第205話 彼女は公爵令嬢に試合を挑まれるが
第205話 彼女は公爵令嬢に試合を挑まれるが
さて、トリは彼女とカミラ嬢の対戦になるはずなのであったが……
「さて、丁度いい時間だ。これにて講義終了。次の時間は、講義室に集合だ」
「そそそ、それはあんまりですわ!!」
「……いえ、試合では無くあくまでも武具の操練の実地確認ですから。またの機会にお願いしますねカトリナ」
「か、かならずだぞ……ですわ!!」
どうやら設定に慣れていないのか、ちょいちょい口調が素に戻る。いつもの男装騎士口調でも構わない気もするのだが。
「カミラ様、やるわね」
「ほとんど実力出していないでしょうけれどね。戦い慣れているといった印象ね」
本気であれば、片足切り飛ばすくらいの事は実行できただろうか。一対多数を前提とした、殺すより動きを止めるための有効な選択肢だと思われる。
「勉強させていただきましょう」
「うーん、好みではないわー 私としては」
身体強化と魔力纏い、速度と足止めに集中するという選択肢は、魔力の少ない女性の多いリリアル向きの選択肢だと思われる。フレイルか『ベク・ド・コルバン』なら似たような操作が可能だろう。

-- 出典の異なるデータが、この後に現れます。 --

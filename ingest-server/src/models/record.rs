//! Record ingestion models

use chrono::NaiveDateTime;
use serde::{Deserialize, Serialize};
use validator::Validate;

use wearwatch_core::logic::records::flexible_timestamp;
use wearwatch_core::{Measurement, NodeId};

use crate::{AppError, AppResult};

/// One record in a JSON batch
#[derive(Debug, Clone, Deserialize, Validate)]
pub struct RecordItem {
    #[validate(length(min = 1, message = "category_path must not be empty"))]
    pub category_path: Vec<String>,

    #[validate(range(min = 0.0, message = "work_time must be a non-negative number"))]
    pub work_time: f64,

    #[serde(with = "flexible_timestamp")]
    pub recorded_at: NaiveDateTime,
}

#[derive(Debug, Deserialize, Validate)]
pub struct RecordsBatchRequest {
    #[validate(nested)]
    pub records: Vec<RecordItem>,
}

/// `category,work_time,recorded_at` row; `category` may be `a/b/c`
#[derive(Debug, Deserialize)]
pub struct CsvRow {
    pub category: String,
    pub work_time: f64,
    pub recorded_at: String,
}

impl CsvRow {
    /// `line` is 1-based and counts the header
    pub fn into_item(self, line: usize) -> AppResult<RecordItem> {
        if !self.work_time.is_finite() || self.work_time < 0.0 {
            return Err(AppError::ValidationError(format!(
                "line {}: work_time must be a non-negative number",
                line
            )));
        }

        let recorded_at = wearwatch_core::parse_timestamp(&self.recorded_at)
            .map_err(|e| AppError::ValidationError(format!("line {}: {}", line, e)))?;

        Ok(RecordItem {
            category_path: split_category(&self.category),
            work_time: self.work_time,
            recorded_at,
        })
    }
}

/// Split a `/`-separated category into path segments
pub fn split_category(raw: &str) -> Vec<String> {
    raw.split('/').map(|s| s.trim().to_string()).collect()
}

#[derive(Debug, Serialize)]
pub struct InsertResponse {
    pub inserted: usize,
    pub category_ids: Vec<NodeId>,
}

#[derive(Debug, Deserialize)]
pub struct RecordsQuery {
    pub category_id: NodeId,
    pub start: Option<String>,
    pub end: Option<String>,
}

#[derive(Debug, Serialize)]
pub struct RecordsResponse {
    pub records: Vec<Measurement>,
}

「地味だけど有効。最初から殺す事ではなく、避ける事を目的にしているとすれば、薬師や錬金術師の子達にも敷居が下がるわ」
「それもそうね。クウォータースタッフだってできないことはないものね。それに、二足歩行ではない低い位置にある魔物には、下段や中段の構えが有効」
「その通りね。狼や猪相手に振り下ろす形は余りよくないと思うわ。でも……」
「騎士は基本対人戦しか想定していないから。その辺りの教育が次の講義ね」
二人は、次の講義が「魔物」についてであることを思い出し、どう説明されるのか教官の説明を想像するのである。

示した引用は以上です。